Captivating story-teller
Colin Barrett, a regular in the New Yorker, a prize-winning author of Young Skins, in 2013, introduces chronicler of small-town County Mayo, in rural west Ireland with a serious prose style, brings eight stories, and takes us back to the barren backwaters of County Mayo, via Toronto, and illuminates the lives of outcasts, misfits, and malcontents with an eye for the abrupt and absurd. A sword-wielding fugitive signals the end of a quiet night in the neighbourhood pub. A funeral party teeters on the edge of this world and the next, like ghosts, won’t simply lay in wake. A shooting sees an everyday call-out lead a policewoman, to confront the banality of her own existence.
Tales of the village community, where people know their neighbours and their business. The remarkable Irish short story tradition imbues regional settings with rich significance with a regularity that differentiates Irish and British literary fiction.
In “A Shooting in Rathreedane”, a police officer responds to a call from a man who has shot a trespasser on his land. After following careful instructions “to a farm with a yellow bungalow and a ‘92-reg Fiat motorhome up on bricks out the front”, she discovers she has known the injured man, who “possessed real criminal instincts but no real criminal talent”.
“The Ways” takes us through the point of view of three orphans, living in their family home with the vacuum of their parent’s absence.

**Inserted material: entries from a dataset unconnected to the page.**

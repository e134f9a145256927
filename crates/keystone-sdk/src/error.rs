use keystone_diff::DiffError;
use keystone_facility::FacilityError;
use keystone_ledger::LedgerError;
use keystone_refs::RefError;
use keystone_rollback::RollbackError;
use keystone_snapshot::SnapshotError;
use keystone_store::StoreError;
use keystone_types::ErrorKind;
use thiserror::Error;

#[derive(Debug, Error)]
pub enum SdkError {
    #[error("invalid configuration: {0}")]
    Config(String),

    #[error("i/o error: {0}")]
    Io(#[from] std::io::Error),

    #[error(transparent)]
    Facility(#[from] FacilityError),

    #[error(transparent)]
    Store(#[from] StoreError),

    #[error(transparent)]
    Snapshot(#[from] SnapshotError),

    #[error(transparent)]
    Ref(#[from] RefError),

    #[error(transparent)]
    Ledger(#[from] LedgerError),

    #[error(transparent)]
    Diff(#[from] DiffError),

    #[error(transparent)]
    Rollback(#[from] RollbackError),
}

impl SdkError {
    pub fn kind(&self) -> ErrorKind {
        match self {
            Self::Config(_) => ErrorKind::Config,
            Self::Io(_) => ErrorKind::Io,
            Self::Facility(e) => e.kind(),
            Self::Store(e) => e.kind(),
            Self::Snapshot(e) => e.kind(),
            Self::Ref(e) => e.kind(),
            Self::Ledger(e) => e.kind(),
            Self::Diff(e) => e.kind(),
            Self::Rollback(e) => e.kind(),
        }
    }
}

pub type SdkResult<T> = Result<T, SdkError>;
use keystone_facility::FacilityError;
use keystone_store::StoreError;
use keystone_types::{ErrorKind, ObjectHash, RepositoryId};

/// Errors from snapshot capture, storage, and materialization.
#[derive(Debug, thiserror::Error)]
pub enum SnapshotError {
    #[error("facility lookup failed: {0}")]
    Facility(#[from] FacilityError),

    #[error("object store error: {0}")]
    Store(#[from] StoreError),

    /// No snapshot with this hash was recorded for the repository.
    #[error("snapshot {hash} not found in repository {repository}")]
    NotFound {
        repository: RepositoryId,
        hash: ObjectHash,
    },

    /// A snapshot tree lacks an entry every snapshot must carry.
    #[error("snapshot tree {tree} is missing entry {name:?}")]
    MissingEntry { tree: ObjectHash, name: String },

    #[error("snapshot repository error: {0}")]
    Backend(String),
}

impl SnapshotError {
    pub fn kind(&self) -> ErrorKind {
        match self {
            Self::Facility(e) => e.kind(),
            Self::Store(e) => e.kind(),
            Self::NotFound { .. } => ErrorKind::NotFound,
            Self::MissingEntry { .. } | Self::Backend(_) => ErrorKind::Io,
        }
    }
}

/// Result alias for snapshot operations.
pub type SnapshotResult<T> = Result<T, SnapshotError>;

“ Whoever is There, Come on Through” is the saddest and strongest story in the book, with Eileen picking up her friend Murt after he has been released from his latest stay in hospital with depression. Eileen is busy trying to improve Murt’s life, while his brother Jamie tells her “You care for him.. but you have no pity for him.” When the suicide attempt that has hung over the story happens, it is from an unexpected quarter and shocking.
Small town life is claustrophobic but can be redeemed through the community.
Home-sickness by Colin Barrett, Jonathan Cape £14.99, 224 pages.